Childcare workers often help preschool-age children prepare for kindergarten. Young children learn from playing, solving problems, questioning, and experimenting. Childcare workers use play and other instructional techniques to help children's development. For example, they use storytelling and rhyming games to teach language and vocabulary. They may help improve children's social skills by having them work together to build something in a sandbox. Childcare workers may teach math by having children count when building with blocks. They also involve the children in creative activities, such as art, dance, and music.
Childcare workers can also watch school-age children before and after school. They often help these children with homework and may take them to afterschool activities, such as sports practices and club meetings.
During the summer, when children are out of school, childcare workers may watch older children as well as younger ones for the entire day while the parents are at work.

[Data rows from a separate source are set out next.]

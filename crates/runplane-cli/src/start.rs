//! `runplane start`.

use std::ffi::OsString;
use std::path::PathBuf;

use runplane_instance::Instance;
use tokio_util::sync::CancellationToken;
use tracing::{info, warn};

use crate::cli::StartArgs;
use crate::components::{ComponentLocator, API_COMPONENT, DAEMON_COMPONENT};
use crate::error::SupervisorError;
use crate::home::{resolve_storage_home, HOME_ENV};
use crate::supervisor::{ServiceSpec, Supervisor, SupervisorConfig};
use crate::target::WorkspaceTarget;

/// Everything `start` takes from the environment, resolved once up front.
#[derive(Debug, Clone)]
pub struct StartContext {
    /// Value of the storage home variable, if set.
    pub home: Option<PathBuf>,
    pub cwd: PathBuf,
    pub components: ComponentLocator,
    pub supervisor: SupervisorConfig,
}

impl StartContext {
    /// Read the process environment.
    pub fn from_env() -> Result<Self, SupervisorError> {
        let cwd = std::env::current_dir()?;
        let current_exe = std::env::current_exe().ok();
        let path_var = std::env::var_os("PATH");

        Ok(Self {
            home: std::env::var_os(HOME_ENV).map(PathBuf::from),
            cwd,
            components: ComponentLocator::from_search_path(
                current_exe.as_deref(),
                path_var.as_deref(),
            ),
            supervisor: SupervisorConfig::default(),
        })
    }
}

/// Start the web server and daemon, and supervise them until one exits or
/// `cancel` fires.
pub async fn start(
    args: StartArgs,
    context: StartContext,
    cancel: CancellationToken,
) -> Result<(), SupervisorError> {
    let api = context.components.find(API_COMPONENT).ok_or_else(|| {
        SupervisorError::Usage(format!(
            "The {} component must be installed in order to use the start command.",
            API_COMPONENT
        ))
    })?;
    let daemon = context
        .components
        .find(DAEMON_COMPONENT)
        .unwrap_or_else(|| PathBuf::from(DAEMON_COMPONENT));

    let target = WorkspaceTarget::from_args(&args, &context.cwd)?;

    let home = resolve_storage_home(context.home, &context.cwd);
    if let Some(warning) = &home.warning {
        warn!("{}", warning);
    }

    let instance = Instance::from_config(&home.path).await?;
    let instance_ref = instance.reference().to_json()?;

    println!("Launching runplane services...");
    info!(
        home = %home.path.display(),
        api = %api.display(),
        daemon = %daemon.display(),
        "Launching services"
    );

    let mut service_args: Vec<OsString> = vec![
        "--instance-ref".into(),
        instance_ref.into(),
        "--log-level".into(),
        args.log_level.as_str().into(),
    ];
    service_args.extend(target.to_args());

    let mut daemon_args = vec![OsString::from("run")];
    daemon_args.extend(service_args.iter().cloned());

    let services = vec![
        ServiceSpec::new(API_COMPONENT, api, service_args),
        ServiceSpec::new(DAEMON_COMPONENT, daemon, daemon_args),
    ];

    let result = Supervisor::new(context.supervisor)
        .run(services, cancel)
        .await;
    drop(instance);

    let reports = result?;
    for report in &reports {
        info!(service = %report.service, outcome = ?report.outcome, "Service stopped");
    }
    Ok(())
}

#[cfg(all(test, unix))]
mod tests {
    use super::*;
    use crate::cli::LogLevel;
    use runplane_core::InstanceRef;
    use std::os::unix::fs::PermissionsExt;
    use std::path::Path;
    use std::time::Duration;

    /// Executable that records its arguments one per line, then sleeps.
    fn fake_component(dir: &Path, name: &str) {
        let path = dir.join(name);
        let out = dir.join(format!("{}.args", name));
        let script = format!(
            "#!/bin/sh\nprintf '%s\\n' \"$@\" > '{out}.tmp'\nmv '{out}.tmp' '{out}'\nexec sleep 30\n",
            out = out.display()
        );
        std::fs::write(&path, script).unwrap();
        std::fs::set_permissions(&path, std::fs::Permissions::from_mode(0o755)).unwrap();
    }

    fn context(bin: &Path, home: &Path, cwd: &Path) -> StartContext {
        StartContext {
            home: Some(home.to_path_buf()),
            cwd: cwd.to_path_buf(),
            components: ComponentLocator::new(vec![bin.to_path_buf()]),
            supervisor: SupervisorConfig {
                poll_interval: Duration::from_millis(50),
                shutdown_timeout: Duration::from_secs(5),
            },
        }
    }

    async fn read_args(path: &Path) -> Vec<String> {
        for _ in 0..100 {
            if let Ok(raw) = tokio::fs::read_to_string(path).await {
                if !raw.is_empty() {
                    return raw.lines().map(str::to_string).collect();
                }
            }
            tokio::time::sleep(Duration::from_millis(20)).await;
        }
        panic!("{} was never written", path.display());
    }

    #[tokio::test]
    async fn test_missing_api_component_is_usage_error() {
        let bin = tempfile::tempdir().unwrap();
        let home = tempfile::tempdir().unwrap();
        let cwd = tempfile::tempdir().unwrap();
        fake_component(bin.path(), DAEMON_COMPONENT);

        let args = StartArgs {
            module: Some("jobs".to_string()),
            ..Default::default()
        };
        let err = start(
            args,
            context(bin.path(), home.path(), cwd.path()),
            CancellationToken::new(),
        )
        .await
        .unwrap_err();

        assert!(matches!(err, SupervisorError::Usage(ref msg) if msg.contains(API_COMPONENT)));
        assert!(!bin.path().join(format!("{}.args", DAEMON_COMPONENT)).exists());
    }

    #[tokio::test]
    async fn test_invalid_target_spawns_nothing() {
        let bin = tempfile::tempdir().unwrap();
        let home = tempfile::tempdir().unwrap();
        let cwd = tempfile::tempdir().unwrap();
        fake_component(bin.path(), API_COMPONENT);
        fake_component(bin.path(), DAEMON_COMPONENT);

        let err = start(
            StartArgs::default(),
            context(bin.path(), home.path(), cwd.path()),
            CancellationToken::new(),
        )
        .await
        .unwrap_err();

        assert!(matches!(err, SupervisorError::Usage(_)));
        tokio::time::sleep(Duration::from_millis(100)).await;
        assert!(!bin.path().join(format!("{}.args", API_COMPONENT)).exists());
    }

    #[tokio::test]
    async fn test_start_passes_instance_ref_and_target_until_cancelled() {
        let bin = tempfile::tempdir().unwrap();
        let home = tempfile::tempdir().unwrap();
        let cwd = tempfile::tempdir().unwrap();
        fake_component(bin.path(), API_COMPONENT);
        fake_component(bin.path(), DAEMON_COMPONENT);

        let cancel = CancellationToken::new();
        let args = StartArgs {
            module: Some("jobs".to_string()),
            log_level: LogLevel::Debug,
            ..Default::default()
        };
        let handle = tokio::spawn(start(
            args,
            context(bin.path(), home.path(), cwd.path()),
            cancel.clone(),
        ));

        let api_args = read_args(&bin.path().join(format!("{}.args", API_COMPONENT))).await;
        let daemon_args = read_args(&bin.path().join(format!("{}.args", DAEMON_COMPONENT))).await;
        cancel.cancel();
        handle.await.unwrap().unwrap();

        assert_eq!(api_args[0], "--instance-ref");
        let instance_ref = InstanceRef::from_json(&api_args[1]).unwrap();
        assert_eq!(instance_ref.home, home.path());
        assert_eq!(&api_args[2..], ["--log-level", "debug", "--module", "jobs"]);

        assert_eq!(daemon_args[0], "run");
        assert_eq!(&daemon_args[1..], &api_args[..]);
    }

    #[tokio::test]
    async fn test_unset_home_falls_back_to_cwd() {
        let bin = tempfile::tempdir().unwrap();
        let cwd = tempfile::tempdir().unwrap();
        fake_component(bin.path(), API_COMPONENT);
        fake_component(bin.path(), DAEMON_COMPONENT);

        let context = StartContext {
            home: None,
            ..context(bin.path(), cwd.path(), cwd.path())
        };
        let cancel = CancellationToken::new();
        let args = StartArgs {
            module: Some("jobs".to_string()),
            ..Default::default()
        };
        let handle = tokio::spawn(start(args, context, cancel.clone()));

        let api_args = read_args(&bin.path().join(format!("{}.args", API_COMPONENT))).await;
        cancel.cancel();
        handle.await.unwrap().unwrap();

        let instance_ref = InstanceRef::from_json(&api_args[1]).unwrap();
        assert_eq!(instance_ref.home, cwd.path());
        assert_eq!(instance_ref.storage_dir, cwd.path().join("storage"));
        assert!(cwd.path().join("storage").is_dir());
    }
}
//! Error types for the execution channel.

use std::path::PathBuf;
use std::time::Duration;

use thiserror::Error;

/// Errors that can occur while reading or writing a channel file.
#[derive(Debug, Error)]
pub enum IpcError {
    /// The event file never appeared.
    #[error("Event file '{path}' did not appear within {waited:?}")]
    NotFound { path: PathBuf, waited: Duration },

    /// A complete record could not be parsed.
    #[error("Malformed record at byte offset {offset}: {source}")]
    Deserialization {
        offset: u64,
        #[source]
        source: serde_json::Error,
    },

    /// A value could not be serialized.
    #[error("Serialization error: {0}")]
    Serialization(#[from] serde_json::Error),

    /// Filesystem error.
    #[error("Channel I/O error: {0}")]
    Io(#[from] std::io::Error),
}
//! Clients for persistent worker services.

use std::pin::Pin;
use std::time::Duration;

use async_trait::async_trait;
use futures_util::stream;
use runplane_core::{Event, ExecutionRequest, Origin};
use runplane_ipc::IpcError;
use runplane_proto::pb;
use runplane_proto::WorkerServiceClient;
use tokio_stream::Stream;
use tonic::codec::Streaming;
use tonic::transport::Endpoint;
use tracing::{debug, info};

use crate::error::LaunchError;

/// Live events coming back from a worker service.
pub type WorkerEventStream = Pin<Box<dyn Stream<Item = Result<Event, LaunchError>> + Send>>;

/// Connection to a worker service able to execute runs.
///
/// Implement this trait to plug in another transport; tests use an
/// in-memory implementation.
#[async_trait]
pub trait WorkerClient: Send + Sync {
    /// Send `request` and return the worker's event stream.
    async fn execute_run(&self, request: &ExecutionRequest)
        -> Result<WorkerEventStream, LaunchError>;
}

/// Worker client calling the `ExecuteRun` gRPC method.
///
/// Each streamed message carries one JSON event; the stream ends at
/// `stream_end` or when the server closes it.
#[derive(Debug, Clone)]
pub struct GrpcWorkerClient {
    endpoint: String,
    connect_timeout: Duration,
}

impl GrpcWorkerClient {
    pub fn new(host: impl AsRef<str>, port: u16) -> Self {
        Self {
            endpoint: format!("http://{}:{}", host.as_ref(), port),
            connect_timeout: Duration::from_secs(10),
        }
    }

    /// Client for a [`Origin::WorkerServiceAddress`].
    pub fn for_origin(origin: &Origin) -> Result<Self, LaunchError> {
        match origin {
            Origin::WorkerServiceAddress { host, port } => Ok(Self::new(host, *port)),
            other => Err(LaunchError::InvalidOrigin {
                expected: "worker_service_address",
                found: other.kind(),
            }),
        }
    }

    pub fn with_connect_timeout(mut self, timeout: Duration) -> Self {
        self.connect_timeout = timeout;
        self
    }
}

struct Inbound {
    messages: Streaming<pb::ExecuteRunEvent>,
    /// Index of the next message, reported as the offset of a bad record.
    index: u64,
    done: bool,
}

#[async_trait]
impl WorkerClient for GrpcWorkerClient {
    async fn execute_run(
        &self,
        request: &ExecutionRequest,
    ) -> Result<WorkerEventStream, LaunchError> {
        info!(endpoint = %self.endpoint, run_id = %request.run_id, "Connecting to worker service");

        let channel = Endpoint::from_shared(self.endpoint.clone())
            .map_err(|e| {
                LaunchError::Transport(format!("invalid worker address {}: {}", self.endpoint, e))
            })?
            .connect_timeout(self.connect_timeout)
            .connect()
            .await
            .map_err(|e| {
                LaunchError::Transport(format!("failed to connect to {}: {}", self.endpoint, e))
            })?;

        let message = pb::ExecuteRunRequest::try_from(request)
            .map_err(|source| LaunchError::Channel(IpcError::Serialization(source)))?;
        let response = WorkerServiceClient::new(channel)
            .execute_run(message)
            .await
            .map_err(|status| {
                LaunchError::Transport(format!("ExecuteRun failed: {}", status.message()))
            })?;

        debug!(endpoint = %self.endpoint, "Request accepted, streaming events");

        let state = Inbound {
            messages: response.into_inner(),
            index: 0,
            done: false,
        };

        let events = stream::unfold(state, |mut state| async move {
            if state.done {
                return None;
            }

            match state.messages.message().await {
                Ok(Some(message)) => {
                    let index = state.index;
                    state.index += 1;
                    match Event::try_from(&message) {
                        Ok(Event::StreamEnd) => None,
                        Ok(event) => Some((Ok(event), state)),
                        Err(source) => {
                            state.done = true;
                            let error = IpcError::Deserialization {
                                offset: index,
                                source,
                            };
                            Some((Err(error.into()), state))
                        }
                    }
                }
                Ok(None) => None,
                Err(status) => {
                    state.done = true;
                    let error = LaunchError::Transport(format!(
                        "failed to read from worker: {}",
                        status.message()
                    ));
                    Some((Err(error), state))
                }
            }
        });

        Ok(Box::pin(events))
    }
}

The following are examples of types of childcare workers:
Childcare center workers work in teams in childcare centers that offer programs such as Head Start and Early Head Start. They often work with preschool teachers and teacher assistants to teach children through a structured curriculum. They prepare daily and long-term schedules of activities to stimulate and educate the children in their care. They also monitor and keep records of the children's progress.

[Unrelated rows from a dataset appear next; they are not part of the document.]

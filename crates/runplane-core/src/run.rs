//! The Run record as launchers see it.

use serde::{Deserialize, Serialize};

use crate::{RunId, RunStatus};

/// One execution attempt of a job.
///
/// Owned by the run store. Launchers read `id` and `job_name` and only ever
/// move `status` to [`RunStatus::Failure`].
#[derive(Debug, Clone, PartialEq, Eq, Serialize, Deserialize)]
pub struct Run {
    pub id: RunId,
    pub job_name: String,
    #[serde(default)]
    pub status: RunStatus,
}

impl Run {
    /// Create a new, not-yet-started run for the given job.
    pub fn new(job_name: impl Into<String>) -> Self {
        Self {
            id: RunId::generate(),
            job_name: job_name.into(),
            status: RunStatus::NotStarted,
        }
    }

    /// Builder method to set a specific ID (useful for testing).
    pub fn with_id(mut self, id: RunId) -> Self {
        self.id = id;
        self
    }
}
//! Events carried by an execution channel.

use serde::de::{self, Deserializer};
use serde::{Deserialize, Serialize};
use serde_json::Value;

/// Marker attached to the engine events that bracket worker start-up.
pub const SUBPROCESS_INIT_MARKER: &str = "subprocess_init";

/// One record on an execution channel.
///
/// The recognized variants are protocol-level and parsed strictly: a record
/// whose `type` names one of them but whose body does not match is an error.
/// Anything else a worker emits (the job's own domain events) is carried
/// verbatim in [`Event::Opaque`] and forwarded without inspection.
#[derive(Debug, Clone, PartialEq, Serialize)]
#[serde(tag = "type", rename_all = "snake_case")]
pub enum Event {
    /// The worker loaded its request. Always the first record of a
    /// subprocess channel.
    LoadComplete,

    /// The worker failed outside of job code.
    IpcError {
        message: String,
        error_info: SerializableErrorInfo,
    },

    /// Lifecycle or diagnostic record attached to a run.
    #[serde(rename = "engine_event")]
    Engine(EngineEvent),

    /// The run was moved to FAILURE.
    RunFailure { message: String },

    /// The writer is done; nothing follows.
    StreamEnd,

    /// Any object whose `type` is not one of the above, or that has none.
    #[serde(untagged)]
    Opaque(Value),
}

impl Event {
    /// Short name for logging.
    pub fn kind(&self) -> &'static str {
        match self {
            Self::LoadComplete => "load_complete",
            Self::IpcError { .. } => "ipc_error",
            Self::Engine(_) => "engine_event",
            Self::RunFailure { .. } => "run_failure",
            Self::StreamEnd => "stream_end",
            Self::Opaque(_) => "opaque",
        }
    }
}

#[derive(Deserialize)]
struct IpcErrorBody {
    message: String,
    error_info: SerializableErrorInfo,
}

#[derive(Deserialize)]
struct RunFailureBody {
    message: String,
}

impl<'de> Deserialize<'de> for Event {
    fn deserialize<D>(deserializer: D) -> Result<Self, D::Error>
    where
        D: Deserializer<'de>,
    {
        let value = Value::deserialize(deserializer)?;
        let Some(record) = value.as_object() else {
            return Err(de::Error::custom("event record must be a JSON object"));
        };

        let tag = match record.get("type") {
            None => return Ok(Self::Opaque(value)),
            Some(Value::String(tag)) => tag.clone(),
            Some(other) => {
                return Err(de::Error::custom(format!(
                    "event `type` must be a string, got {}",
                    other
                )))
            }
        };

        let parsed = match tag.as_str() {
            "load_complete" => Ok(Self::LoadComplete),
            "stream_end" => Ok(Self::StreamEnd),
            "ipc_error" => IpcErrorBody::deserialize(value).map(|body| Self::IpcError {
                message: body.message,
                error_info: body.error_info,
            }),
            "engine_event" => EngineEvent::deserialize(value).map(Self::Engine),
            "run_failure" => RunFailureBody::deserialize(value)
                .map(|body| Self::RunFailure { message: body.message }),
            _ => Ok(Self::Opaque(value)),
        };

        parsed.map_err(|e| de::Error::custom(format!("invalid `{}` record: {}", tag, e)))
    }
}

/// Engine event payload.
#[derive(Debug, Clone, Default, PartialEq, Serialize, Deserialize)]
pub struct EngineEvent {
    pub message: String,
    #[serde(default, skip_serializing_if = "Option::is_none")]
    pub marker_start: Option<String>,
    #[serde(default, skip_serializing_if = "Option::is_none")]
    pub marker_end: Option<String>,
    #[serde(default, skip_serializing_if = "Option::is_none")]
    pub error: Option<SerializableErrorInfo>,
}

impl EngineEvent {
    /// Create an engine event carrying only a message.
    pub fn new(message: impl Into<String>) -> Self {
        Self {
            message: message.into(),
            ..Default::default()
        }
    }

    pub fn with_marker_start(mut self, marker: impl Into<String>) -> Self {
        self.marker_start = Some(marker.into());
        self
    }

    pub fn with_marker_end(mut self, marker: impl Into<String>) -> Self {
        self.marker_end = Some(marker.into());
        self
    }

    pub fn with_error(mut self, error: SerializableErrorInfo) -> Self {
        self.error = Some(error);
        self
    }
}

/// An error flattened into plain data so it can cross a process boundary.
#[derive(Debug, Clone, PartialEq, Eq, Serialize, Deserialize)]
pub struct SerializableErrorInfo {
    pub message: String,
    #[serde(default, skip_serializing_if = "Option::is_none")]
    pub cls_name: Option<String>,
    #[serde(default)]
    pub stack: Vec<String>,
    #[serde(default, skip_serializing_if = "Option::is_none")]
    pub cause: Option<Box<SerializableErrorInfo>>,
}

impl SerializableErrorInfo {
    pub fn new(message: impl Into<String>) -> Self {
        Self {
            message: message.into(),
            cls_name: None,
            stack: Vec::new(),
            cause: None,
        }
    }

    /// Capture an error and its `source()` chain.
    pub fn from_error(error: &(dyn std::error::Error + 'static)) -> Self {
        let mut info = Self::new(error.to_string());
        info.cause = error.source().map(|source| Box::new(Self::from_error(source)));
        info
    }
}
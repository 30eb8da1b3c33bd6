//! runplane CLI

use std::process::ExitCode;

use clap::Parser;
use tokio_util::sync::CancellationToken;
use tracing::{error, info};

use runplane_cli::cli::{Cli, Commands};
use runplane_cli::{logging, start, StartContext};

#[tokio::main]
async fn main() -> ExitCode {
    let cli = Cli::parse();
    logging::init();

    let cancel = CancellationToken::new();
    tokio::spawn({
        let cancel = cancel.clone();
        async move {
            if tokio::signal::ctrl_c().await.is_ok() {
                info!("Interrupt received, shutting down");
                cancel.cancel();
            }
        }
    });

    let result = match cli.command {
        Commands::Start(args) => match StartContext::from_env() {
            Ok(context) => start(args, context, cancel).await,
            Err(e) => Err(e),
        },
    };

    match result {
        Ok(()) => ExitCode::SUCCESS,
        Err(e) => {
            error!(error = %e, "runplane start failed");
            eprintln!("Error: {}", e);
            ExitCode::FAILURE
        }
    }
}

Family childcare providers care for children in the providers' own homes during traditional working hours. They need to ensure that their homes and all staff they employ meet the regulations for family childcare providers.
In addition, family childcare providers perform tasks related to running their business. For example, they write contracts that set rates of pay, when payment can be expected, and the number of hours children can be in care. Furthermore, they establish policies about issues including whether sick children can be in their care, who can pick children up, and how behavioral issues will be dealt with. Family childcare providers frequently spend some of their time marketing their services to prospective families.
Nannies work in the homes of the children they care for and the parents that employ them. Most often, they work full time for one family. They may be responsible for driving children to school, appointments, or afterschool activities. Some live in the homes of the families that employ them.
Babysitters, like nannies, work in the homes of the children in their care. However, they work for many families instead of just one. In addition, they generally do not work full time, but rather take care of the children on occasional nights and weekends when parents have other obligations.